Each entry needs to be copied exactly, with nothing left out.
◇ ◇ ◇ ◇ ◇ ◇ ◇
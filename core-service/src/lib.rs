//! Download service façade and bootstrap helpers.
//!
//! This crate wires the transport, session and pipeline layers into a single
//! handle a host application talks to. Hosts that only want the defaults call
//! [`DownloadService::new`]; embedders swap in their own HTTP client or match
//! store through [`ServiceDependencies`] (tests do exactly that with scripted
//! transports).

pub mod error;

pub use error::{Result, ServiceError};

// Hosts usually want the logging bootstrap alongside the facade.
pub use core_runtime::{init_logging, LogFormat, LogLevel, LoggingConfig};

use std::sync::Arc;

use tracing::{info, instrument};

use core_pipeline::{
    DownloadOutcome, Downloader, InMemoryTrackMatchStore, PipelineConfig, Scheduler,
    TrackMatchStore,
};
use core_session::SessionManager;
use core_transport::{HttpClient, ReqwestHttpClient};

/// Aggregated handle to the external dependencies the service requires.
pub struct ServiceDependencies {
    pub http_client: Arc<dyn HttpClient>,
    pub match_store: Arc<dyn TrackMatchStore>,
}

impl ServiceDependencies {
    /// Construct a dependency bundle from explicit handles.
    pub fn new(http_client: Arc<dyn HttpClient>, match_store: Arc<dyn TrackMatchStore>) -> Self {
        Self {
            http_client,
            match_store,
        }
    }
}

impl Default for ServiceDependencies {
    fn default() -> Self {
        Self {
            http_client: Arc::new(ReqwestHttpClient::new()),
            match_store: Arc::new(InMemoryTrackMatchStore::new()),
        }
    }
}

/// Primary façade exposed to host applications.
///
/// Cloning is cheap; all clones share the same sessions, scheduler and match
/// store, so the concurrency limit holds across the whole process.
#[derive(Clone)]
pub struct DownloadService {
    sessions: Arc<SessionManager>,
    scheduler: Arc<Scheduler>,
    downloader: Arc<Downloader>,
}

impl DownloadService {
    /// Create a service with the stock HTTP client and an in-memory match
    /// store.
    pub fn new(config: PipelineConfig) -> Result<Self> {
        Self::with_dependencies(config, ServiceDependencies::default())
    }

    /// Create a service from explicit dependencies.
    pub fn with_dependencies(config: PipelineConfig, deps: ServiceDependencies) -> Result<Self> {
        config.validate()?;

        let sessions = Arc::new(SessionManager::new(Arc::clone(&deps.http_client)));
        let scheduler = Arc::new(Scheduler::new(config.concurrent_downloads));
        let downloader = Arc::new(Downloader::new(
            deps.http_client,
            Arc::clone(&sessions),
            deps.match_store,
            config,
        ));

        Ok(Self {
            sessions,
            scheduler,
            downloader,
        })
    }

    /// Register a credential, verifying it against the service right away.
    pub async fn register_credential(&self, credential: &str) -> Result<()> {
        self.sessions.register(credential).await?;
        Ok(())
    }

    /// Whether a credential has been registered.
    pub async fn has_credential(&self, credential: &str) -> bool {
        self.sessions.has_credential(credential).await
    }

    /// Download one track, waiting for a scheduler slot first.
    ///
    /// Requests for the same track id are serialized: a second request queues
    /// behind the first and then usually resolves straight from the match
    /// store.
    #[instrument(skip(self, credential))]
    pub async fn download(&self, credential: &str, track_id: &str) -> Result<DownloadOutcome> {
        let _guard = self.scheduler.admit(track_id).await;
        let outcome = self.downloader.download(credential, track_id).await?;
        info!(
            track_id = %outcome.track_id,
            path = %outcome.path.display(),
            status = ?outcome.status,
            "download finished"
        );
        Ok(outcome)
    }
}

#[cfg(test)]
mod tests {
    use super::*;
    use async_trait::async_trait;
    use bytes::Bytes;
    use core_pipeline::OutcomeStatus;
    use core_transport::{HttpRequest, HttpResponse, TransportError};
    use std::collections::{HashMap, VecDeque};
    use std::sync::Mutex;
    use std::time::Duration;

    struct ScriptedClient {
        responses: Mutex<VecDeque<(u16, Vec<u8>)>>,
    }

    impl ScriptedClient {
        fn new(responses: Vec<(u16, Vec<u8>)>) -> Self {
            Self {
                responses: Mutex::new(responses.into_iter().collect()),
            }
        }
    }

    #[async_trait]
    impl HttpClient for ScriptedClient {
        async fn execute(&self, _request: HttpRequest) -> core_transport::Result<HttpResponse> {
            let (status, body) = self
                .responses
                .lock()
                .unwrap()
                .pop_front()
                .ok_or_else(|| TransportError::Request("script exhausted".to_string()))?;
            Ok(HttpResponse {
                status,
                headers: HashMap::new(),
                body: Bytes::from(body),
            })
        }
    }

    const AUTH_OK: &str =
        r#"{"error": [], "results": {"USER": {"USER_ID": 42}, "checkForm": "tok"}}"#;
    const LYRICS_MISSING: &str = r#"{"error": {"DATA_ERROR": "no lyrics"}, "results": {}}"#;

    fn json(status: u16, body: &str) -> (u16, Vec<u8>) {
        (status, body.as_bytes().to_vec())
    }

    fn track_page(id: &str, title: &str) -> String {
        serde_json::json!({
            "error": [],
            "results": {
                "DATA": {
                    "SNG_ID": id,
                    "SNG_TITLE": title,
                    "ART_NAME": "Daft Punk",
                    "ALB_ID": "0",
                    "MD5_ORIGIN": "51afcde9",
                    "MEDIA_VERSION": "8",
                    "FILESIZE_MP3_128": 1,
                    "FILESIZE_MP3_320": 1,
                    "FILESIZE_FLAC": 0
                }
            }
        })
        .to_string()
    }

    fn service_with(dir: &std::path::Path, script: Vec<(u16, Vec<u8>)>) -> DownloadService {
        let config = PipelineConfig {
            download_dir: dir.to_path_buf(),
            track_retry_delay: Duration::ZERO,
            artwork_retry_delay: Duration::ZERO,
            mux_retry_delay: Duration::ZERO,
            ..PipelineConfig::default()
        };
        let deps = ServiceDependencies {
            http_client: Arc::new(ScriptedClient::new(script)),
            match_store: Arc::new(InMemoryTrackMatchStore::new()),
        };
        DownloadService::with_dependencies(config, deps).unwrap()
    }

    #[tokio::test]
    async fn downloads_end_to_end_through_the_facade() {
        let dir = tempfile::tempdir().unwrap();
        let service = service_with(
            dir.path(),
            vec![
                json(200, AUTH_OK),
                json(200, &track_page("1", "One More Time")),
                (200, b"AUDIO!".to_vec()),
                json(200, LYRICS_MISSING),
            ],
        );
        service.register_credential("arl").await.unwrap();

        let outcome = service.download("arl", "1").await.unwrap();
        assert_eq!(outcome.status, OutcomeStatus::Downloaded);
        assert!(outcome.path.exists());
    }

    #[tokio::test]
    async fn rejects_invalid_configuration() {
        let config = PipelineConfig::default().with_concurrent_downloads(0);
        let err = DownloadService::with_dependencies(config, ServiceDependencies::default())
            .err()
            .unwrap();
        assert!(matches!(err, ServiceError::Pipeline(_)));
    }

    #[tokio::test]
    async fn duplicate_registration_is_an_error() {
        let dir = tempfile::tempdir().unwrap();
        let service = service_with(dir.path(), vec![json(200, AUTH_OK)]);
        service.register_credential("arl").await.unwrap();
        let err = service.register_credential("arl").await.err().unwrap();
        assert!(matches!(err, ServiceError::Session(_)));
        assert!(service.has_credential("arl").await);
    }

    #[tokio::test]
    async fn clones_share_registered_credentials() {
        let dir = tempfile::tempdir().unwrap();
        let service = service_with(dir.path(), vec![json(200, AUTH_OK)]);
        let clone = service.clone();
        service.register_credential("arl").await.unwrap();
        assert!(clone.has_credential("arl").await);
    }
}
◇ ◇ ◇ ◇ ◇ ◇ ◇
-- Answer space --
filename core-service/src/lib.rs
//! Download service façade and bootstrap helpers.
//!
//! This crate wires the transport, session and pipeline layers into a single
//! handle a host application talks to. Hosts that only want the defaults call
//! [`DownloadService::new`]; embedders swap in their own HTTP client or match
//! store through [`ServiceDependencies`] (tests do exactly that with scripted
//! transports).

pub mod error;

pub use error::{Result, ServiceError};

// Hosts usually want the logging bootstrap alongside the facade.
pub use core_runtime::{init_logging, LogFormat, LogLevel, LoggingConfig};

use std::sync::Arc;

use tracing::{info, instrument};

use core_pipeline::{
    DownloadOutcome, Downloader, InMemoryTrackMatchStore, PipelineConfig, Scheduler,
    TrackMatchStore,
};
use core_session::SessionManager;
use core_transport::{HttpClient, ReqwestHttpClient};

/// Aggregated handle to the external dependencies the service requires.
pub struct ServiceDependencies {
    pub http_client: Arc<dyn HttpClient>,
    pub match_store: Arc<dyn TrackMatchStore>,
}

impl ServiceDependencies {
    /// Construct a dependency bundle from explicit handles.
    pub fn new(http_client: Arc<dyn HttpClient>, match_store: Arc<dyn TrackMatchStore>) -> Self {
        Self {
            http_client,
            match_store,
        }
    }
}

impl Default for ServiceDependencies {
    fn default() -> Self {
        Self {
            http_client: Arc::new(ReqwestHttpClient::new()),
            match_store: Arc::new(InMemoryTrackMatchStore::new()),
        }
    }
}

/// Primary façade exposed to host applications.
///
/// Cloning is cheap; all clones share the same sessions, scheduler and match
/// store, so the concurrency limit holds across the whole process.
#[derive(Clone)]
pub struct DownloadService {
    sessions: Arc<SessionManager>,
    scheduler: Arc<Scheduler>,
    downloader: Arc<Downloader>,
}

impl DownloadService {
    /// Create a service with the stock HTTP client and an in-memory match
    /// store.
    pub fn new(config: PipelineConfig) -> Result<Self> {
        Self::with_dependencies(config, ServiceDependencies::default())
    }

    /// Create a service from explicit dependencies.
    pub fn with_dependencies(config: PipelineConfig, deps: ServiceDependencies) -> Result<Self> {
        config.validate()?;

        let sessions = Arc::new(SessionManager::new(Arc::clone(&deps.http_client)));
        let scheduler = Arc::new(Scheduler::new(config.concurrent_downloads));
        let downloader = Arc::new(Downloader::new(
            deps.http_client,
            Arc::clone(&sessions),
            deps.match_store,
            config,
        ));

        Ok(Self {
            sessions,
            scheduler,
            downloader,
        })
    }

    /// Register a credential, verifying it against the service right away.
    pub async fn register_credential(&self, credential: &str) -> Result<()> {
        self.sessions.register(credential).await?;
        Ok(())
    }

    /// Whether a credential has been registered.
    pub async fn has_credential(&self, credential: &str) -> bool {
        self.sessions.has_credential(credential).await
    }

    /// Download one track, waiting for a scheduler slot first.
    ///
    /// Requests for the same track id are serialized: a second request queues
    /// behind the first and then usually resolves straight from the match
    /// store.
    #[instrument(skip(self, credential))]
    pub async fn download(&self, credential: &str, track_id: &str) -> Result<DownloadOutcome> {
        let _guard = self.scheduler.admit(track_id).await;
        let outcome = self.downloader.download(credential, track_id).await?;
        info!(
            track_id = %outcome.track_id,
            path = %outcome.path.display(),
            status = ?outcome.status,
            "download finished"
        );
        Ok(outcome)
    }
}

#[cfg(test)]
mod tests {
    use super::*;
    use async_trait::async_trait;
    use bytes::Bytes;
    use core_pipeline::OutcomeStatus;
    use core_transport::{HttpRequest, HttpResponse, TransportError};
    use std::collections::{HashMap, VecDeque};
    use std::sync::Mutex;
    use std::time::Duration;

    struct ScriptedClient {
        responses: Mutex<VecDeque<(u16, Vec<u8>)>>,
    }

    impl ScriptedClient {
        fn new(responses: Vec<(u16, Vec<u8>)>) -> Self {
            Self {
                responses: Mutex::new(responses.into_iter().collect()),
            }
        }
    }

    #[async_trait]
    impl HttpClient for ScriptedClient {
        async fn execute(&self, _request: HttpRequest) -> core_transport::Result<HttpResponse> {
            let (status, body) = self
                .responses
                .lock()
                .unwrap()
                .pop_front()
                .ok_or_else(|| TransportError::Request("script exhausted".to_string()))?;
            Ok(HttpResponse {
                status,
                headers: HashMap::new(),
                body: Bytes::from(body),
            })
        }
    }

    const AUTH_OK: &str =
        r#"{"error": [], "results": {"USER": {"USER_ID": 42}, "checkForm": "tok"}}"#;
    const LYRICS_MISSING: &str = r#"{"error": {"DATA_ERROR": "no lyrics"}, "results": {}}"#;

    fn json(status: u16, body: &str) -> (u16, Vec<u8>) {
        (status, body.as_bytes().to_vec())
    }

    fn track_page(id: &str, title: &str) -> String {
        serde_json::json!({
            "error": [],
            "results": {
                "DATA": {
                    "SNG_ID": id,
                    "SNG_TITLE": title,
                    "ART_NAME": "Daft Punk",
                    "ALB_ID": "0",
                    "MD5_ORIGIN": "51afcde9",
                    "MEDIA_VERSION": "8",
                    "FILESIZE_MP3_128": 1,
                    "FILESIZE_MP3_320": 1,
                    "FILESIZE_FLAC": 0
                }
            }
        })
        .to_string()
    }

    fn service_with(dir: &std::path::Path, script: Vec<(u16, Vec<u8>)>) -> DownloadService {
        let config = PipelineConfig {
            download_dir: dir.to_path_buf(),
            track_retry_delay: Duration::ZERO,
            artwork_retry_delay: Duration::ZERO,
            mux_retry_delay: Duration::ZERO,
            ..PipelineConfig::default()
        };
        let deps = ServiceDependencies {
            http_client: Arc::new(ScriptedClient::new(script)),
            match_store: Arc::new(InMemoryTrackMatchStore::new()),
        };
        DownloadService::with_dependencies(config, deps).unwrap()
    }

    #[tokio::test]
    async fn downloads_end_to_end_through_the_facade() {
        let dir = tempfile::tempdir().unwrap();
        let service = service_with(
            dir.path(),
            vec![
                json(200, AUTH_OK),
                json(200, &track_page("1", "One More Time")),
                (200, b"AUDIO!".to_vec()),
                json(200, LYRICS_MISSING),
            ],
        );
        service.register_credential("arl").await.unwrap();

        let outcome = service.download("arl", "1").await.unwrap();
        assert_eq!(outcome.status, OutcomeStatus::Downloaded);
        assert!(outcome.path.exists());
    }

    #[tokio::test]
    async fn rejects_invalid_configuration() {
        let config = PipelineConfig::default().with_concurrent_downloads(0);
        let err = DownloadService::with_dependencies(config, ServiceDependencies::default())
            .err()
            .unwrap();
        assert!(matches!(err, ServiceError::Pipeline(_)));
    }

    #[tokio::test]
    async fn duplicate_registration_is_an_error() {
        let dir = tempfile::tempdir().unwrap();
        let service = service_with(dir.path(), vec![json(200, AUTH_OK)]);
        service.register_credential("arl").await.unwrap();
        let err = service.register_credential("arl").await.err().unwrap();
        assert!(matches!(err, ServiceError::Session(_)));
        assert!(service.has_credential("arl").await);
    }

    #[tokio::test]
    async fn clones_share_registered_credentials() {
        let dir = tempfile::tempdir().unwrap();
        let service = service_with(dir.path(), vec![json(200, AUTH_OK)]);
        let clone = service.clone();
        service.register_credential("arl").await.unwrap();
        assert!(clone.has_credential("arl").await);
    }
}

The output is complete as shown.